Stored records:

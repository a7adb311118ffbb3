// ---------------------------------------------------------------------------
// SaveError: error types for road save/load operations
// ---------------------------------------------------------------------------

use std::fmt;

use roads::RoadError;

/// Errors that can occur while saving or loading a road.
#[derive(Debug)]
pub enum SaveError {
    /// I/O error (file not found, permission denied, disk full, etc.)
    Io(std::io::Error),
    /// Encoding failed.
    Encode(String),
    /// Bitcode decoding failed (corrupt or invalid save data).
    Decode(String),
    /// Save file version is newer than this build supports.
    VersionMismatch { expected_max: u32, found: u32 },
    /// Missing magic bytes, truncated header, or checksum mismatch.
    CorruptHeader(String),
    /// LZ4 payload could not be decompressed.
    Decompress(String),
    /// Decoded data does not describe a valid road.
    InvalidRoad(RoadError),
    /// No road entity was available to save or load into.
    NoData,
}

impl fmt::Display for SaveError {
    fn fmt(&self, f: &mut fmt::Formatter<'_>) -> fmt::Result {
        match self {
            SaveError::Io(e) => write!(f, "I/O error: {e}"),
            SaveError::Encode(msg) => write!(f, "Encoding error: {msg}"),
            SaveError::Decode(msg) => write!(f, "Decoding error: {msg}"),
            SaveError::VersionMismatch {
                expected_max,
                found,
            } => write!(
                f,
                "Version mismatch: save is v{found}, but this build only supports up to v{expected_max}"
            ),
            SaveError::CorruptHeader(msg) => write!(f, "Corrupt save file: {msg}"),
            SaveError::Decompress(msg) => write!(f, "Decompression error: {msg}"),
            SaveError::InvalidRoad(e) => write!(f, "Invalid road data: {e}"),
            SaveError::NoData => write!(f, "No road data available"),
        }
    }
}

impl std::error::Error for SaveError {
    fn source(&self) -> Option<&(dyn std::error::Error + 'static)> {
        match self {
            SaveError::Io(e) => Some(e),
            SaveError::InvalidRoad(e) => Some(e),
            _ => None,
        }
    }
}

impl From<std::io::Error> for SaveError {
    fn from(e: std::io::Error) -> Self {
        SaveError::Io(e)
    }
}

impl From<bitcode::Error> for SaveError {
    fn from(e: bitcode::Error) -> Self {
        SaveError::Decode(e.to_string())
    }
}

impl From<lz4_flex::block::DecompressError> for SaveError {
    fn from(e: lz4_flex::block::DecompressError) -> Self {
        SaveError::Decompress(e.to_string())
    }
}

impl From<RoadError> for SaveError {
    fn from(e: RoadError) -> Self {
        SaveError::InvalidRoad(e)
    }
}

#[cfg(test)]
mod tests {
    use super::*;

    #[test]
    fn test_save_error_display_io() {
        let err = SaveError::Io(std::io::Error::new(
            std::io::ErrorKind::NotFound,
            "file not found",
        ));
        let msg = format!("{err}");
        assert!(msg.contains("I/O error"), "got: {msg}");
        assert!(msg.contains("file not found"), "got: {msg}");
    }

    #[test]
    fn test_save_error_display_version_mismatch() {
        let err = SaveError::VersionMismatch {
            expected_max: 1,
            found: 7,
        };
        let msg = format!("{err}");
        assert!(msg.contains("v7"), "got: {msg}");
        assert!(msg.contains("v1"), "got: {msg}");
    }

    #[test]
    fn test_save_error_display_invalid_road() {
        let err = SaveError::from(RoadError::TooFewJunctions(1));
        let msg = format!("{err}");
        assert!(msg.contains("Invalid road data"), "got: {msg}");
        assert!(std::error::Error::source(&err).is_some());
    }

    #[test]
    fn test_save_error_from_io() {
        let io_err = std::io::Error::new(std::io::ErrorKind::PermissionDenied, "denied");
        let save_err: SaveError = io_err.into();
        assert!(matches!(save_err, SaveError::Io(_)));
    }

    #[test]
    fn test_save_error_corrupt_header_has_no_source() {
        let err = SaveError::CorruptHeader("bad magic".to_string());
        assert!(std::error::Error::source(&err).is_none());
        assert!(format!("{err:?}").contains("CorruptHeader"));
    }
}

**Your assignment**
Leaving no line out, return the data above verbatim.

**Exercise output**
repository a7adb311118ffbb3
// ---------------------------------------------------------------------------
// SaveError: error types for road save/load operations
// ---------------------------------------------------------------------------

use std::fmt;

use roads::RoadError;

/// Errors that can occur while saving or loading a road.
#[derive(Debug)]
pub enum SaveError {
    /// I/O error (file not found, permission denied, disk full, etc.)
    Io(std::io::Error),
    /// Encoding failed.
    Encode(String),
    /// Bitcode decoding failed (corrupt or invalid save data).
    Decode(String),
    /// Save file version is newer than this build supports.
    VersionMismatch { expected_max: u32, found: u32 },
    /// Missing magic bytes, truncated header, or checksum mismatch.
    CorruptHeader(String),
    /// LZ4 payload could not be decompressed.
    Decompress(String),
    /// Decoded data does not describe a valid road.
    InvalidRoad(RoadError),
    /// No road entity was available to save or load into.
    NoData,
}

impl fmt::Display for SaveError {
    fn fmt(&self, f: &mut fmt::Formatter<'_>) -> fmt::Result {
        match self {
            SaveError::Io(e) => write!(f, "I/O error: {e}"),
            SaveError::Encode(msg) => write!(f, "Encoding error: {msg}"),
            SaveError::Decode(msg) => write!(f, "Decoding error: {msg}"),
            SaveError::VersionMismatch {
                expected_max,
                found,
            } => write!(
                f,
                "Version mismatch: save is v{found}, but this build only supports up to v{expected_max}"
            ),
            SaveError::CorruptHeader(msg) => write!(f, "Corrupt save file: {msg}"),
            SaveError::Decompress(msg) => write!(f, "Decompression error: {msg}"),
            SaveError::InvalidRoad(e) => write!(f, "Invalid road data: {e}"),
            SaveError::NoData => write!(f, "No road data available"),
        }
    }
}

impl std::error::Error for SaveError {
    fn source(&self) -> Option<&(dyn std::error::Error + 'static)> {
        match self {
            SaveError::Io(e) => Some(e),
            SaveError::InvalidRoad(e) => Some(e),
            _ => None,
        }
    }
}

impl From<std::io::Error> for SaveError {
    fn from(e: std::io::Error) -> Self {
        SaveError::Io(e)
    }
}

impl From<bitcode::Error> for SaveError {
    fn from(e: bitcode::Error) -> Self {
        SaveError::Decode(e.to_string())
    }
}

impl From<lz4_flex::block::DecompressError> for SaveError {
    fn from(e: lz4_flex::block::DecompressError) -> Self {
        SaveError::Decompress(e.to_string())
    }
}

impl From<RoadError> for SaveError {
    fn from(e: RoadError) -> Self {
        SaveError::InvalidRoad(e)
    }
}

#[cfg(test)]
mod tests {
    use super::*;

    #[test]
    fn test_save_error_display_io() {
        let err = SaveError::Io(std::io::Error::new(
            std::io::ErrorKind::NotFound,
            "file not found",
        ));
        let msg = format!("{err}");
        assert!(msg.contains("I/O error"), "got: {msg}");
        assert!(msg.contains("file not found"), "got: {msg}");
    }

    #[test]
    fn test_save_error_display_version_mismatch() {
        let err = SaveError::VersionMismatch {
            expected_max: 1,
            found: 7,
        };
        let msg = format!("{err}");
        assert!(msg.contains("v7"), "got: {msg}");
        assert!(msg.contains("v1"), "got: {msg}");
    }

    #[test]
    fn test_save_error_display_invalid_road() {
        let err = SaveError::from(RoadError::TooFewJunctions(1));
        let msg = format!("{err}");
        assert!(msg.contains("Invalid road data"), "got: {msg}");
        assert!(std::error::Error::source(&err).is_some());
    }

    #[test]
    fn test_save_error_from_io() {
        let io_err = std::io::Error::new(std::io::ErrorKind::PermissionDenied, "denied");
        let save_err: SaveError = io_err.into();
        assert!(matches!(save_err, SaveError::Io(_)));
    }

    #[test]
    fn test_save_error_corrupt_header_has_no_source() {
        let err = SaveError::CorruptHeader("bad magic".to_string());
        assert!(std::error::Error::source(&err).is_none());
        assert!(format!("{err:?}").contains("CorruptHeader"));
    }
}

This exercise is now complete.